Top of DATA FOR THIS EXERCISE

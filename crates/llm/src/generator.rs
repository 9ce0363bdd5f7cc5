//! Prompt-in, text-out generation capability.
//!
//! [`Generator`] is the narrow interface the workflow depends on; test doubles
//! implement it directly. [`LlmGenerator`] adapts any [`LlmClient`] to it.

use crate::client::{LlmClient, LlmRequest};
use grounded_core::{AppError, AppResult};
use std::sync::Arc;

/// Turns a fully assembled prompt into generated text.
///
/// Implementations return non-empty text or `AppError::Generation`.
#[async_trait::async_trait]
pub trait Generator: Send + Sync {
    async fn generate(&self, prompt: &str) -> AppResult<String>;
}

/// Default prompt ceiling, in characters.
pub const DEFAULT_MAX_PROMPT_CHARS: usize = 200_000;

/// [`Generator`] backed by an LLM provider.
pub struct LlmGenerator {
    client: Arc<dyn LlmClient>,
    model: String,
    temperature: Option<f32>,
    max_tokens: Option<u32>,
    max_prompt_chars: usize,
}

impl LlmGenerator {
    pub fn new(client: Arc<dyn LlmClient>, model: impl Into<String>) -> Self {
        Self {
            client,
            model: model.into(),
            temperature: None,
            max_tokens: None,
            max_prompt_chars: DEFAULT_MAX_PROMPT_CHARS,
        }
    }

    /// Set the temperature for sampling.
    pub fn with_temperature(mut self, temperature: Option<f32>) -> Self {
        self.temperature = temperature;
        self
    }

    /// Set the maximum tokens to generate.
    pub fn with_max_tokens(mut self, max_tokens: Option<u32>) -> Self {
        self.max_tokens = max_tokens;
        self
    }

    /// Set the prompt length ceiling.
    pub fn with_max_prompt_chars(mut self, max_prompt_chars: usize) -> Self {
        self.max_prompt_chars = max_prompt_chars;
        self
    }

    fn build_request(&self, prompt: &str) -> AppResult<LlmRequest> {
        if prompt.trim().is_empty() {
            return Err(AppError::Generation("Prompt is empty".to_string()));
        }

        let chars = prompt.chars().count();
        if chars > self.max_prompt_chars {
            return Err(AppError::Generation(format!(
                "Prompt is {} characters, limit is {}",
                chars, self.max_prompt_chars
            )));
        }

        let mut request = LlmRequest::new(prompt, &self.model);
        if let Some(temperature) = self.temperature {
            request = request.with_temperature(temperature);
        }
        if let Some(max_tokens) = self.max_tokens {
            request = request.with_max_tokens(max_tokens);
        }
        Ok(request)
    }
}

#[async_trait::async_trait]
impl Generator for LlmGenerator {
    async fn generate(&self, prompt: &str) -> AppResult<String> {
        let request = self.build_request(prompt)?;
        let response = self.client.complete(&request).await?;

        tracing::debug!(
            provider = self.client.provider_name(),
            model = %response.model,
            total_tokens = response.usage.total_tokens,
            "Generation finished"
        );

        check_completion(&response.content, response.done)?;
        Ok(response.content)
    }
}

/// Reject completions that must not be passed on as an answer.
pub fn check_completion(content: &str, done: bool) -> AppResult<()> {
    if content.trim().is_empty() {
        return Err(AppError::Generation(
            "Model returned an empty completion".to_string(),
        ));
    }

    if !done {
        return Err(AppError::Generation(
            "Model stopped before finishing the completion".to_string(),
        ));
    }

    Ok(())
}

Bottom of DATA FOR THIS EXERCISE

> _TRY IT_
Look through the data above and return each line where the string "AppResult" occurs.

> _COMPLETED TASK_
use grounded_core::{AppError, AppResult};
    async fn generate(&self, prompt: &str) -> AppResult<String>;
    fn build_request(&self, prompt: &str) -> AppResult<LlmRequest> {
    async fn generate(&self, prompt: &str) -> AppResult<String> {
pub fn check_completion(content: &str, done: bool) -> AppResult<()> {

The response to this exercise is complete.